Sonic affects are especially acute where listening is deployed for strategies of sonic governance and warfare (Goodman, 2009): the use of forensic audiology by the UK Border Agency to identify asylum seekers’ places of origin through listening to accent, dialect and other sonic characteristics; voice biometrics as deployed in logistics distribution centres and incarceration processes to listen to and map movement; the increasing ubiquity of automated voice systems in public spaces (e.g. safety and security announcements in travel hubs [audio file: automated-announcements.mp3]); and the normalization of listening posts and covert microphones in public spaces. These examples point to a growing industry for expansive forms of listening, surveillance, sound, and voice technologies in regimes of spatial control (Kanngieser, 2013). The affectivity of these technologies arises in part from certain vocal timbres – the ubiquity of female voices as automated public announcements for instance, as Nina Power points out (2013) – and from the power ascribed to voice-sensitive technologies to listen to, and ‘read’, competency, emotion, nationality, and ethnicity through sound.
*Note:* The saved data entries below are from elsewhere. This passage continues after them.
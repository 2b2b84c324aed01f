//! Meaningfulness filter — decides which declarations belong in a document.
//!
//! Architecture documents take anything carrying an architecture-namespaced
//! marker. Glossary documents take anything carrying a design-namespaced
//! marker, optionally narrowed to one bounded context (exact name match) or
//! one component type. The filter only answers yes/no; it never fails.

use crate::config::{Category, RunConfig};
use crate::model::{Declaration, TagKind, TagNamespace};

/// True when `decl` belongs in the document described by `cfg`.
pub fn is_business_meaningful(decl: &Declaration, cfg: &RunConfig) -> bool {
    match cfg.category {
        Category::Architecture => decl.has_tag_in(TagNamespace::Architecture),
        Category::Glossary => {
            if !decl.has_tag_in(TagNamespace::Design) {
                return false;
            }
            if let Some(context) = cfg.context.as_deref() {
                // Exact, case-sensitive match on the BoundedContext name.
                // The whole tag set is scanned; a design tag alone is not
                // enough once a context restriction is in play.
                decl.tags.iter().any(|t| {
                    t.namespace == TagNamespace::Design
                        && t.kind == TagKind::BoundedContext
                        && t.param("name") == Some(context)
                })
            } else if let Some(component_type) = cfg.component_type {
                decl.tags.iter().any(|t| t.kind == component_type.tag_kind())
            } else {
                true
            }
        }
    }
}
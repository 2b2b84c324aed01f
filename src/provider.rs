//! Symbol-table snapshot ingestion.
//!
//! The language front end is a separate tool; its interface boundary is a
//! JSON snapshot of the declarations it saw. Raw records are deserialized
//! here and mapped once into the typed model — tag kind and namespace
//! classification happen at this boundary, nowhere else.

use crate::model::{Declaration, EnumConstant, Field, Method, Tag, TagParam};
use anyhow::{Context, Result};
use serde::Deserialize;
use std::fs;
use std::path::Path;

#[derive(Deserialize)]
struct SnapshotRecord {
    declarations: Vec<DeclarationRecord>,
}

#[derive(Deserialize)]
#[serde(rename_all = "camelCase")]
struct DeclarationRecord {
    name: String,
    #[serde(default)]
    comment: String,
    #[serde(default)]
    tags: Vec<TagRecord>,
    #[serde(default)]
    fields: Vec<FieldRecord>,
    #[serde(default)]
    methods: Vec<MethodRecord>,
    #[serde(default)]
    enum_constants: Vec<EnumConstantRecord>,
    #[serde(default)]
    is_enum: bool,
    #[serde(default)]
    is_interface: bool,
}

#[derive(Deserialize)]
struct TagRecord {
    /// Namespace-qualified marker name.
    #[serde(rename = "type")]
    type_name: String,
    #[serde(default)]
    params: Vec<TagParamRecord>,
}

#[derive(Deserialize)]
struct TagParamRecord {
    name: String,
    value: String,
}

#[derive(Deserialize)]
#[serde(rename_all = "camelCase")]
struct FieldRecord {
    name: String,
    #[serde(rename = "type")]
    type_name: String,
    #[serde(default)]
    public: bool,
    #[serde(default)]
    comment: String,
}

#[derive(Deserialize)]
#[serde(rename_all = "camelCase")]
struct MethodRecord {
    name: String,
    #[serde(default)]
    signature: String,
    #[serde(default)]
    return_type: String,
    #[serde(default)]
    public: bool,
    #[serde(default)]
    comment: String,
}

#[derive(Deserialize)]
struct EnumConstantRecord {
    name: String,
    #[serde(default)]
    public: bool,
    #[serde(default)]
    comment: String,
}

/// Load a snapshot file into model declarations, in file order.
pub fn load(path: &Path) -> Result<Vec<Declaration>> {
    let content = fs::read_to_string(path)
        .with_context(|| format!("failed to read symbol table: {}", path.display()))?;
    parse(&content).with_context(|| format!("invalid symbol table: {}", path.display()))
}

fn parse(content: &str) -> Result<Vec<Declaration>> {
    let snapshot: SnapshotRecord = serde_json::from_str(content)?;
    Ok(snapshot
        .declarations
        .into_iter()
        .map(into_declaration)
        .collect())
}

fn into_declaration(record: DeclarationRecord) -> Declaration {
    Declaration {
        name: record.name,
        comment: record.comment,
        tags: record
            .tags
            .into_iter()
            .map(|t| {
                Tag::new(
                    t.type_name,
                    t.params
                        .into_iter()
                        .map(|p| TagParam {
                            name: p.name,
                            value: p.value,
                        })
                        .collect(),
                )
            })
            .collect(),
        fields: record
            .fields
            .into_iter()
            .map(|f| Field {
                name: f.name,
                type_name: f.type_name,
                is_public: f.public,
                comment: f.comment,
            })
            .collect(),
        methods: record
            .methods
            .into_iter()
            .map(|m| Method {
                name: m.name,
                signature: m.signature,
                return_type: m.return_type,
                is_public: m.public,
                comment: m.comment,
            })
            .collect(),
        enum_constants: record
            .enum_constants
            .into_iter()
            .map(|c| EnumConstant {
                name: c.name,
                is_public: c.public,
                comment: c.comment,
            })
            .collect(),
        is_enum: record.is_enum,
        is_interface: record.is_interface,
    }
}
Technologies of acoustic warfare also deserve consideration here because of the harm they cause via expanded forms of listening. The manifestation of sound as weaponry through symbiotic military and commercial application is customarily shrouded in speculation, in part to do with the amorphous and acousmatic character of sound. The use of sound and music in psychological warfare as a means of interrogation and torture, whereby volume and repetition are used to overwhelm listeners, has been critically documented (Hill, 2012; Cusick, 2006, 2008; Pieslak, 2009), along with developments in acoustic technologies designed to stun, disperse, intimidate and control civilian populations. These include flash bang grenades which produce sound pressure levels of around 170dB(A) (a level at which immediate physical damage can occur); sonic booms from military jet planes used as a show of force, such as around US air bases in Japan (Cox, 2010) and in the Occupied Territories of Palestine; gas cannons designed to scare birds away from agricultural crops, aerodromes, and aquaculture facilities (Lorimer, 2013); ultrasonic devices for dispersing young people from public spaces (Gallagher, 2016), or repelling animals such as rodents and pigeons; and Long Range Acoustic Devices (LRADs), which have been adopted for civilian policing. In 2009, at the G20 summit in Pittsburgh, an LRAD, or sound cannon, mounted on a police tank was notoriously used to dispel protesters, who were unable to block out the loud and extremely high pitched alarms [audio: lrad.mp3] (Feigenbaum and Kanngieser, 2015). LRADs, sonic booms, and flash bang grenades have all been documented to cause severe effects ranging from sweating, dizziness, disorientation and deafness, to miscarriages, and long-term anxiety and psychosomatic disorders (Feigenbaum and Kanngieser, 2015).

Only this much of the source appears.